# Activity
Below are entries; output exactly the lines from the one with "sessions.len(), s.sessions, s.succeeded, s.failed" to the one with "let deadline = tokio::time::Instant::now()", both included, and nothing else.

# Data in this exercise
====

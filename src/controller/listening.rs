//! Serving stations that call in
//!
//! For every accepted client:
//! 1. hang up at once if the session limit is reached
//! 2. run the login challenge, if one is configured
//! 3. read the identification line; it must name a known medium id
//! 4. run a `PollSession` over the accepted socket
//!
//! Finished sessions are reaped periodically; shutdown waits a bounded
//! time for the rest before closing the pool.

use crate::constants::{CLIENT_IDENT_TIMEOUT_SECS, REAP_INTERVAL_SECS, SHUTDOWN_GRACE_SECS};
use crate::error::{PollError, Result};
use crate::port::listen::ClientAuth;
use crate::port::{IoPort, ListeningPool, PortPool, SessionState};
use crate::session::{PollSession, SessionContext};
use crate::station::StationTarget;
use parking_lot::Mutex;
use std::collections::HashMap;
use std::sync::Arc;
use std::time::Duration;
use tokio::io::AsyncReadExt;
use tokio::task::JoinHandle;
use tracing::{debug, info, warn};

/// Longest identification or password line accepted
const MAX_LINE: usize = 256;

#[derive(Debug, Clone, Default, PartialEq, Eq)]
pub struct ListenSummary {
    pub clients: usize,
    pub sessions: usize,
    pub succeeded: usize,
    pub failed: usize,
    /// Hung up because every session slot was busy
    pub rejected: usize,
    /// Failed the challenge, sent an unknown id, or never identified
    pub unidentified: usize,
    /// Sessions still running when the shutdown grace period ran out
    pub aborted: usize,
}

pub struct ListeningController {
    pool: Arc<ListeningPool>,
    /// Known stations by medium id
    stations: Arc<HashMap<String, Arc<StationTarget>>>,
    ctx: SessionContext,
    max_sessions: usize,
    ident_timeout: Duration,
    reap_interval: Duration,
    grace: Duration,
    summary: Arc<Mutex<ListenSummary>>,
}

impl ListeningController {
    /// `ctx.pool` should be the same pool as `pool`
    pub fn new(pool: Arc<ListeningPool>, stations: Vec<StationTarget>, ctx: SessionContext) -> Self {
        let stations = stations
            .into_iter()
            .map(|s| (s.medium_id.trim().to_string(), Arc::new(s)))
            .collect();
        Self {
            max_sessions: pool.num_ports(),
            pool,
            stations: Arc::new(stations),
            ctx,
            ident_timeout: Duration::from_secs(CLIENT_IDENT_TIMEOUT_SECS),
            reap_interval: Duration::from_secs(REAP_INTERVAL_SECS),
            grace: Duration::from_secs(SHUTDOWN_GRACE_SECS),
            summary: Arc::new(Mutex::new(ListenSummary::default())),
        }
    }

    pub fn with_ident_timeout(mut self, timeout: Duration) -> Self {
        self.ident_timeout = timeout;
        self
    }

    pub fn with_grace(mut self, grace: Duration) -> Self {
        self.grace = grace;
        self
    }

    pub fn summary(&self) -> ListenSummary {
        self.summary.lock().clone()
    }

    /// Serve clients until shutdown
    pub async fn run(&self) -> ListenSummary {
        let shutdown = self.ctx.shutdown.clone();
        let mut sessions: Vec<JoinHandle<()>> = Vec::new();
        let mut reap = tokio::time::interval(self.reap_interval);
        reap.set_missed_tick_behavior(tokio::time::MissedTickBehavior::Delay);

        info!(
            "serving {} known stations on {}, up to {} at once",
            self.stations.len(),
            self.pool.local_addr(),
            self.max_sessions
        );

        loop {
            tokio::select! {
                _ = shutdown.wait() => break,
                _ = reap.tick() => {
                    sessions.retain(|h| !h.is_finished());
                    let s = self.summary();
                    debug!(
                        "{} active, {} sessions so far ({} ok, {} failed)",
                        sessions.len(), s.sessions, s.succeeded, s.failed
                    );
                }
                port = self.pool.wait_for_client() => {
                    let Some(port) = port else { break };
                    sessions.retain(|h| !h.is_finished());
                    self.summary.lock().clients += 1;
                    if sessions.len() >= self.max_sessions {
                        warn!(
                            "session limit {} reached, hanging up on {:?}",
                            self.max_sessions,
                            port.peer()
                        );
                        self.summary.lock().rejected += 1;
                        self.pool.release_port(port, SessionState::Failed, false).await;
                        continue;
                    }
                    sessions.push(tokio::spawn(self.serve(port)));
                }
            }
        }

        sessions.retain(|h| !h.is_finished());
        if !sessions.is_empty() {
            info!("waiting up to {:?} for {} sessions", self.grace, sessions.len());
            let deadline = tokio::time::Instant::now() + self.grace;
            for handle in sessions.iter_mut() {
                if tokio::time::timeout_at(deadline, handle).await.is_err() {
                    break;
                }
            }
            let stuck: Vec<_> = sessions.iter().filter(|h| !h.is_finished()).collect();
            if !stuck.is_empty() {
                warn!("{} sessions did not stop in time, aborting", stuck.len());
                for handle in &stuck {
                    handle.abort();
                }
                self.summary.lock().aborted += stuck.len();
            }
        }
        self.pool.close().await;
        self.ctx.sink.complete().await;

        let summary = self.summary();
        info!(
            "listening stopped: {} clients, {} sessions ({} ok, {} failed, {} aborted)",
            summary.clients, summary.sessions, summary.succeeded, summary.failed, summary.aborted
        );
        summary
    }

    /// Task serving one accepted client
    fn serve(&self, mut port: IoPort) -> impl std::future::Future<Output = ()> + Send + 'static {
        let pool = self.pool.clone();
        let stations = self.stations.clone();
        let ctx = self.ctx.clone();
        let summary = self.summary.clone();
        let timeout = self.ident_timeout;

        async move {
            let peer = port.peer();
            let target = match identify(&mut port, pool.auth(), &stations, timeout).await {
                Ok(target) => target,
                Err(e) => {
                    warn!(?peer, "dropping client: {}", e);
                    summary.lock().unidentified += 1;
                    pool.release_port(port, SessionState::Failed, false).await;
                    return;
                }
            };

            info!(station = %target.name, ?peer, "station identified");
            summary.lock().sessions += 1;
            let outcome = PollSession::new(target, ctx).run(port).await;
            {
                let mut s = summary.lock();
                if outcome.state == SessionState::Success {
                    s.succeeded += 1;
                } else {
                    s.failed += 1;
                }
            }
            pool.release_port(outcome.port, outcome.state, outcome.was_connect_error)
                .await;
        }
    }
}

/// Run the challenge and match the identification line to a station
async fn identify(
    port: &mut IoPort,
    auth: &ClientAuth,
    stations: &HashMap<String, Arc<StationTarget>>,
    timeout: Duration,
) -> Result<Arc<StationTarget>> {
    if let ClientAuth::Password { prompt, value } = auth {
        port.write_all(prompt)
            .await
            .map_err(|e| PollError::login(format!("cannot send prompt: {}", e)))?;
        let answer = read_line(port, timeout).await?;
        if answer != *value {
            return Err(PollError::login("bad password"));
        }
    }

    let id = read_line(port, timeout).await?;
    stations
        .get(&id)
        .cloned()
        .ok_or_else(|| PollError::login(format!("unknown station id '{}'", id)))
}

/// Read one line (`\r` or `\n` terminated), trimmed
///
/// Reads byte by byte so nothing after the line is consumed.
async fn read_line(port: &mut IoPort, timeout: Duration) -> Result<String> {
    let mut input = port
        .take_input()
        .ok_or_else(|| PollError::login("client has no input stream"))?;

    let read = async {
        let mut line = Vec::new();
        let mut byte = [0u8; 1];
        loop {
            match input.read(&mut byte).await {
                Ok(0) => return Err(PollError::login("client hung up")),
                Ok(_) => match byte[0] {
                    b'\r' | b'\n' if line.iter().all(u8::is_ascii_whitespace) => line.clear(),
                    b'\r' | b'\n' => return Ok(line),
                    b => {
                        line.push(b);
                        if line.len() > MAX_LINE {
                            return Err(PollError::login("identification line too long"));
                        }
                    }
                },
                Err(e) => return Err(PollError::login(format!("read failed: {}", e))),
            }
        }
    };
    let result = tokio::time::timeout(timeout, read).await;
    port.restore_input(input);

    let line = result.map_err(|_| PollError::login(format!("no identification within {:?}", timeout)))??;
    Ok(String::from_utf8_lossy(&line).trim().to_string())
}

#[cfg(test)]
mod tests {
    use super::*;
    use crate::station::MediumType;

    fn stations() -> HashMap<String, Arc<StationTarget>> {
        let s = StationTarget::new("CALLER", MediumType::Incoming, "CALLER01", "x");
        HashMap::from([(s.medium_id.clone(), Arc::new(s))])
    }

    #[tokio::test]
    async fn test_identify_known_station() {
        let (mut client, server) = tokio::io::duplex(256);
        let mut port = IoPort::from_stream(0, "client-0", server);
        tokio::io::AsyncWriteExt::write_all(&mut client, b"\r\nCALLER01\r\nDATA")
            .await
            .unwrap();

        let target = identify(&mut port, &ClientAuth::None, &stations(), Duration::from_secs(1))
            .await
            .unwrap();
        assert_eq!(target.name, "CALLER");

        // Bytes after the line stay on the port
        let mut rest = [0u8; 4];
        port.take_input().unwrap().read_exact(&mut rest).await.unwrap();
        assert_eq!(&rest, b"DATA");
    }

    #[tokio::test]
    async fn test_password_challenge() {
        let (mut client, server) = tokio::io::duplex(256);
        let mut port = IoPort::from_stream(0, "client-0", server);
        let auth = ClientAuth::parse("password=Password: =s3cret").unwrap();
        tokio::io::AsyncWriteExt::write_all(&mut client, b"wrong\r")
            .await
            .unwrap();

        let err = identify(&mut port, &auth, &stations(), Duration::from_secs(1))
            .await
            .unwrap_err();
        assert!(err.to_string().contains("bad password"));

        let mut prompt = [0u8; 10];
        client.read_exact(&mut prompt).await.unwrap();
        assert_eq!(&prompt, b"Password: ");
    }

    #[tokio::test(start_paused = true)]
    async fn test_silent_client_times_out() {
        let (_client, server) = tokio::io::duplex(256);
        let mut port = IoPort::from_stream(0, "client-0", server);
        let err = identify(&mut port, &ClientAuth::None, &stations(), Duration::from_secs(60))
            .await
            .unwrap_err();
        assert!(matches!(err, PollError::Login { .. }));
        assert!(port.take_input().is_some());
    }
}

====

# Your solution
                        sessions.len(), s.sessions, s.succeeded, s.failed
                    );
                }
                port = self.pool.wait_for_client() => {
                    let Some(port) = port else { break };
                    sessions.retain(|h| !h.is_finished());
                    self.summary.lock().clients += 1;
                    if sessions.len() >= self.max_sessions {
                        warn!(
                            "session limit {} reached, hanging up on {:?}",
                            self.max_sessions,
                            port.peer()
                        );
                        self.summary.lock().rejected += 1;
                        self.pool.release_port(port, SessionState::Failed, false).await;
                        continue;
                    }
                    sessions.push(tokio::spawn(self.serve(port)));
                }
            }
        }

        sessions.retain(|h| !h.is_finished());
        if !sessions.is_empty() {
            info!("waiting up to {:?} for {} sessions", self.grace, sessions.len());
            let deadline = tokio::time::Instant::now() + self.grace;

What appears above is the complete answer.